Input material:
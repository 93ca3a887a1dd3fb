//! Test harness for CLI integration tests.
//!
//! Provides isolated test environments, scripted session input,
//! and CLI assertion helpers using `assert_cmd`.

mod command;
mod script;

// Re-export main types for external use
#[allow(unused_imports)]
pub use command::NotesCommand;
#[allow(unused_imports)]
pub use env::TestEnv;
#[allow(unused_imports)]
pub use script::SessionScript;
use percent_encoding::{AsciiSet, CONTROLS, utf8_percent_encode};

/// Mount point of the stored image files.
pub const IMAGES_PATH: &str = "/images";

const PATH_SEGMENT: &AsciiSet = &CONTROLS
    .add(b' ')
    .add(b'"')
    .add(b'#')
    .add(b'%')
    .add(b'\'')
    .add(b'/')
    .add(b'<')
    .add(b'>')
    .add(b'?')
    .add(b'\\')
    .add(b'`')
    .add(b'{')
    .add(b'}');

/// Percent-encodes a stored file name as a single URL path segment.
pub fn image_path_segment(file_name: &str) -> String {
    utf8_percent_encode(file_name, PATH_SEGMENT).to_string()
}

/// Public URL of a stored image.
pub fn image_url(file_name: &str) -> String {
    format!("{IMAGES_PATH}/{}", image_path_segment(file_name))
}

* * *

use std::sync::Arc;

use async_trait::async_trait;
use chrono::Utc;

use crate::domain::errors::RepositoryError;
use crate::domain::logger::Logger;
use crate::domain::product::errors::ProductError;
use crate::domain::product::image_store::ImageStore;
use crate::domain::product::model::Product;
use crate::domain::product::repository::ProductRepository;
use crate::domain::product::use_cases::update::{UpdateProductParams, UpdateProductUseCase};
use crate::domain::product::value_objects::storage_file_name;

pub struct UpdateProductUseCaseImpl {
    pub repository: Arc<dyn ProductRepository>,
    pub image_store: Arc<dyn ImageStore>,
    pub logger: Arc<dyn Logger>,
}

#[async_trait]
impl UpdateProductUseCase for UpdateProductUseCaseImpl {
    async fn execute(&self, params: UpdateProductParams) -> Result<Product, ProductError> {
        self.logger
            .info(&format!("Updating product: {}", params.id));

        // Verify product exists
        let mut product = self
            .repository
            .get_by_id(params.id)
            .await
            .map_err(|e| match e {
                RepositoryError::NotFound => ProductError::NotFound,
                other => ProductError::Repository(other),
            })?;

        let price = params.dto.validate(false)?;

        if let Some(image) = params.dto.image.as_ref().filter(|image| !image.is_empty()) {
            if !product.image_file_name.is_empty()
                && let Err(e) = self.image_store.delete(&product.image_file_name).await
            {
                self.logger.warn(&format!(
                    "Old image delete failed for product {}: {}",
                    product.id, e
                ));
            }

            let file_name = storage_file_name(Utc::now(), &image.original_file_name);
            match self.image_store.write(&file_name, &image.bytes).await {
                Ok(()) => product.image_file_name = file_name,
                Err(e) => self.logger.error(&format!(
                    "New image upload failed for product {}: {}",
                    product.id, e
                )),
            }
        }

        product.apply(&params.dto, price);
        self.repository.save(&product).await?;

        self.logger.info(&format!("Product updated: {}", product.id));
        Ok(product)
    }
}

---

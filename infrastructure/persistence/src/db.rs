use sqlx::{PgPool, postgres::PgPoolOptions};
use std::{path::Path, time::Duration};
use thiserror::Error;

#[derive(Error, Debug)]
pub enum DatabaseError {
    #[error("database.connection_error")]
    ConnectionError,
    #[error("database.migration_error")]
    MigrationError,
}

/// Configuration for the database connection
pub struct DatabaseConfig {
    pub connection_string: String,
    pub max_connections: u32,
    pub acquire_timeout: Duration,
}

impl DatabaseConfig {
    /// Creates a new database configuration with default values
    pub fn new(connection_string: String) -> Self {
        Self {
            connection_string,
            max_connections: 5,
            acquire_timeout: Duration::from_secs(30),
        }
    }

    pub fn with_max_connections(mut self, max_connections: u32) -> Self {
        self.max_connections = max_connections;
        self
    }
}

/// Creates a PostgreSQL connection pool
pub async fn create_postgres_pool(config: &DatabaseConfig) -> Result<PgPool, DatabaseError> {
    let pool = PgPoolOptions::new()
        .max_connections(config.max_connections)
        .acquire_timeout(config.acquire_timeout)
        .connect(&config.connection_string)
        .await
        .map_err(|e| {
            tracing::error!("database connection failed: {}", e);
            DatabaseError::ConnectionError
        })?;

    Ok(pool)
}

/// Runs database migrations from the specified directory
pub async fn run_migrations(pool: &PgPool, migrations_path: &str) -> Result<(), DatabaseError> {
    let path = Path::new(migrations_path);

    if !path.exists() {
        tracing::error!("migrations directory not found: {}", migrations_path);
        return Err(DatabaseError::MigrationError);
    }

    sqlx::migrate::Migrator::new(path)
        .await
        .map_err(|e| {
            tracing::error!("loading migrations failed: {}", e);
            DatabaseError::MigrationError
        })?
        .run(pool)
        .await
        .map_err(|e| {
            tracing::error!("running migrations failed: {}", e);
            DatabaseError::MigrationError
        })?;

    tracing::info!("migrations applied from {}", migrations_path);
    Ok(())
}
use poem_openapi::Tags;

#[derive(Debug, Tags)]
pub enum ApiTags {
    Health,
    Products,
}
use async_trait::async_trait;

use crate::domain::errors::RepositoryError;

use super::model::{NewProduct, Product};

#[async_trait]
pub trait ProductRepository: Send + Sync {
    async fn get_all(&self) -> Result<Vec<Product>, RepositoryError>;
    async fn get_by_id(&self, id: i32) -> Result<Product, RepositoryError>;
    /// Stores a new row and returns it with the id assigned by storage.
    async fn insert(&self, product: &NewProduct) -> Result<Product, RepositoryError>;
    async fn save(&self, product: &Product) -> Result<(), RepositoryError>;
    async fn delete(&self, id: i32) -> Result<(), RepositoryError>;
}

What is required: Reproduce only the lines above spanning from the line containing "repository 93ca3a887a1dd3fb" through the line containing "URL path segment.", word for word.

Your response:
repository 93ca3a887a1dd3fb
//! Test harness for CLI integration tests.
//!
//! Provides isolated test environments, scripted session input,
//! and CLI assertion helpers using `assert_cmd`.

mod command;
mod script;

// Re-export main types for external use
#[allow(unused_imports)]
pub use command::NotesCommand;
#[allow(unused_imports)]
pub use env::TestEnv;
#[allow(unused_imports)]
pub use script::SessionScript;
use percent_encoding::{AsciiSet, CONTROLS, utf8_percent_encode};

/// Mount point of the stored image files.
pub const IMAGES_PATH: &str = "/images";

const PATH_SEGMENT: &AsciiSet = &CONTROLS
    .add(b' ')
    .add(b'"')
    .add(b'#')
    .add(b'%')
    .add(b'\'')
    .add(b'/')
    .add(b'<')
    .add(b'>')
    .add(b'?')
    .add(b'\\')
    .add(b'`')
    .add(b'{')
    .add(b'}');

/// Percent-encodes a stored file name as a single URL path segment.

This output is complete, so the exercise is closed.